The Galley's hope is to highlight how Queensland has changed in the intervening 28 years since the commission.

"The show that's up now is a small collection of the original exhibition," Lin said.

"It was strange to see them again because I hadn't actually looked at the photographs for about 30 years.

"Obviously Queensland has changed hugely, we were just coming out of the Joh Bjelke Petersen era, when Brisbane was transitioning from a sleepy town into a thriving city.

"People are a lot more confident and sure of themselves now and that's much to do with being more connected to the world around them."

Overall these images present a coherent record of both the natural and social features of the state during this period.

As a result many of these images question attitudes which have long been an accepted part of Australian community life, while others reaffirm the unique difference and richness of the Australian lifestyle, land and environment.

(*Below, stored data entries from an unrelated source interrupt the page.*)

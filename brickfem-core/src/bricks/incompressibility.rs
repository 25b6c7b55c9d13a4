//! Incompressibility bricks with a pressure multiplier.
//!
//! Both bricks add a scalar pressure `p` on their own mesh fem, stored
//! after the displacement in the global unknown vector.
//!
//! Linear: `∫ p div v + ∫ q div u − ε ∫ p q`.
//!
//! Nonlinear: `∫ p cof(F) : ∇v + ∫ q (det F − 1)`, with the tangent using
//! `d(cof F)[ΔH] = J ((F⁻ᵀ : ΔH) F⁻ᵀ − F⁻ᵀ ΔHᵀ F⁻ᵀ)`.

use crate::assembly::assemble_convexes;
use crate::bricks::convex_quadrature;
use crate::element::displacement_gradient;
use crate::error::{Error, Result};
use crate::fem::MeshFem;
use crate::model::{expect_len, unknown_param, Brick, BrickContext};
use crate::sparse::LocalContribution;
use nalgebra::{DMatrix, DVector, Matrix3};
use std::sync::Arc;

fn check_pressure_fem(mfp: &MeshFem) -> Result<()> {
    if mfp.qdim() != 1 {
        return Err(Error::Brick(format!(
            "the pressure fem must be scalar, got qdim {}",
            mfp.qdim()
        )));
    }
    Ok(())
}

/// Rows of a convex: displacement dofs, then pressure dofs shifted to the
/// brick's offset.
fn coupled_dofs(mfu: &MeshFem, mfp: &MeshFem, cv: usize, offset: usize) -> Vec<usize> {
    let mut dofs = mfu.cell_dofs(cv);
    dofs.extend(mfp.cell_dofs(cv).into_iter().map(|d| offset + d));
    dofs
}

/// Linearized incompressibility (or nearly incompressible when `ε > 0`).
#[derive(Debug, Clone)]
pub struct LinearIncompressibility {
    mfp: Arc<MeshFem>,
    epsilon: f64,
}

impl LinearIncompressibility {
    /// Pressure on the scalar fem `mfp`.
    pub fn new(mfp: Arc<MeshFem>) -> Self {
        Self { mfp, epsilon: 0.0 }
    }

    /// Penalized variant `div u = ε p`.
    pub fn with_epsilon(mfp: Arc<MeshFem>, epsilon: f64) -> Self {
        Self { mfp, epsilon }
    }
}

impl Brick for LinearIncompressibility {
    fn name(&self) -> &str {
        "linear incompressibility"
    }

    fn is_linear(&self) -> bool {
        true
    }

    fn is_coercive(&self) -> bool {
        false
    }

    fn mixed_variable(&self) -> Option<&MeshFem> {
        Some(self.mfp.as_ref())
    }

    fn param_list(&self) -> Vec<&'static str> {
        vec!["epsilon"]
    }

    fn param(&self, name: &str) -> Result<Vec<f64>> {
        match name {
            "epsilon" => Ok(vec![self.epsilon]),
            _ => Err(unknown_param(self, name)),
        }
    }

    fn set_param(&mut self, name: &str, values: &[f64]) -> Result<()> {
        match name {
            "epsilon" => {
                expect_len(name, values, &[1])?;
                self.epsilon = values[0];
                Ok(())
            }
            _ => Err(unknown_param(self, name)),
        }
    }

    fn assemble(&self, ctx: &BrickContext<'_>) -> Result<Vec<LocalContribution>> {
        check_pressure_fem(&self.mfp)?;
        let mfu = ctx.mfu;
        let mfp = self.mfp.as_ref();
        let mesh = mfu.mesh();
        let convexes: Vec<usize> = (0..mesh.nbcvs()).collect();

        assemble_convexes(&convexes, |cv| {
            let (geometry, points) = convex_quadrature(ctx.mim, mesh, cv)?;
            let nu = mfu.nb_dof_of_convex(cv);
            let np = mfp.nb_dof_of_convex(cv);
            let mut ke = DMatrix::zeros(nu + np, nu + np);

            for (l, w) in &points {
                let grads = mfu.gradients(&geometry, l);
                let psi = mfp.shape_functions(l);
                for (q, &pq) in psi.iter().enumerate() {
                    for (a, ga) in grads.iter().enumerate() {
                        for i in 0..3 {
                            let b = w * pq * ga[i];
                            ke[(nu + q, a * 3 + i)] += b;
                            ke[(a * 3 + i, nu + q)] += b;
                        }
                    }
                    if self.epsilon != 0.0 {
                        for (r, &pr) in psi.iter().enumerate() {
                            ke[(nu + q, nu + r)] -= w * self.epsilon * pq * pr;
                        }
                    }
                }
            }

            let dofs = coupled_dofs(mfu, mfp, cv, ctx.mixed_offset);
            let values = DVector::from_iterator(dofs.len(), dofs.iter().map(|&d| ctx.state[d]));
            let re = &ke * values;
            Ok(LocalContribution::square(dofs, ke, re))
        })
    }
}

/// Large strain incompressibility `det F = 1`.
#[derive(Debug, Clone)]
pub struct NonlinearIncompressibility {
    mfp: Arc<MeshFem>,
}

impl NonlinearIncompressibility {
    pub fn new(mfp: Arc<MeshFem>) -> Self {
        Self { mfp }
    }
}

impl Brick for NonlinearIncompressibility {
    fn name(&self) -> &str {
        "nonlinear incompressibility"
    }

    fn is_linear(&self) -> bool {
        false
    }

    fn is_coercive(&self) -> bool {
        false
    }

    fn mixed_variable(&self) -> Option<&MeshFem> {
        Some(self.mfp.as_ref())
    }

    fn param_list(&self) -> Vec<&'static str> {
        Vec::new()
    }

    fn param(&self, name: &str) -> Result<Vec<f64>> {
        Err(unknown_param(self, name))
    }

    fn set_param(&mut self, name: &str, _values: &[f64]) -> Result<()> {
        Err(unknown_param(self, name))
    }

    fn assemble(&self, ctx: &BrickContext<'_>) -> Result<Vec<LocalContribution>> {
        check_pressure_fem(&self.mfp)?;
        let mfu = ctx.mfu;
        let mfp = self.mfp.as_ref();
        let mesh = mfu.mesh();
        let u = ctx.u();
        let p = ctx.mixed(mfp.nbdof());
        let convexes: Vec<usize> = (0..mesh.nbcvs()).collect();

        assemble_convexes(&convexes, |cv| {
            let (geometry, points) = convex_quadrature(ctx.mim, mesh, cv)?;
            let nu = mfu.nb_dof_of_convex(cv);
            let np = mfp.nb_dof_of_convex(cv);
            let ue = mfu.local_values(cv, u);
            let pe = mfp.local_values(cv, p);
            let mut ke = DMatrix::zeros(nu + np, nu + np);
            let mut re = DVector::zeros(nu + np);

            for (l, w) in &points {
                let grads = mfu.gradients(&geometry, l);
                let psi = mfp.shape_functions(l);
                let pressure: f64 = psi.iter().zip(&pe).map(|(s, v)| s * v).sum();

                let f = Matrix3::identity() + displacement_gradient(&grads, &ue);
                let j = f.determinant();
                let f_inv_t = f
                    .try_inverse()
                    .ok_or_else(|| {
                        Error::Brick(format!("degenerate deformation gradient in convex {}", cv))
                    })?
                    .transpose();
                let cof = f_inv_t * j;

                let cof_grads: Vec<_> = grads.iter().map(|g| cof * g).collect();

                for (a, cg) in cof_grads.iter().enumerate() {
                    for i in 0..3 {
                        re[a * 3 + i] += w * pressure * cg[i];
                    }
                }
                for (q, &pq) in psi.iter().enumerate() {
                    re[nu + q] += w * pq * (j - 1.0);
                    for (a, cg) in cof_grads.iter().enumerate() {
                        for i in 0..3 {
                            let v = w * pq * cg[i];
                            ke[(a * 3 + i, nu + q)] += v;
                            ke[(nu + q, a * 3 + i)] += v;
                        }
                    }
                }

                if pressure != 0.0 {
                    for (b, gb) in grads.iter().enumerate() {
                        for k in 0..3 {
                            let mut dh = Matrix3::zeros();
                            dh.set_row(k, &gb.transpose());
                            let trace = f_inv_t.component_mul(&dh).sum();
                            let dcof = (f_inv_t * trace - f_inv_t * dh.transpose() * f_inv_t) * j;
                            for (a, ga) in grads.iter().enumerate() {
                                let v = dcof * ga;
                                for i in 0..3 {
                                    ke[(a * 3 + i, b * 3 + k)] += w * pressure * v[i];
                                }
                            }
                        }
                    }
                }
            }

            let dofs = coupled_dofs(mfu, mfp, cv, ctx.mixed_offset);
            Ok(LocalContribution::square(dofs, ke, re))
        })
    }
}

"Seeing the work again was interesting, you know, about half of these I would happily stick up today, it shows how they've withstood the test of time," Lin said.

"My favourite one if of a guy and he's in Mossman and he's built his house which looks like a castle and he has his cat right beside him.

"He was such a curious person to interview and it just so happened that the cat was there."

The project was particularly supportive of Queensland photography as all of the photographers involved had been long term residents of Queensland or had strong associations with the state. 

The photographers involved - Graham Burstow, Lin Martin, Robert Mercer, Glen O'Malley, Charles Page and Max Pam - each travelled to different regions of Queensland where, over a period of about eighteen months, they documented through their work, the lifestyles, attitudes and values of Queensland society in the late 1980s.

"Big thank you to the Queensland Art Gallery for taking a risk at the time," Lin said.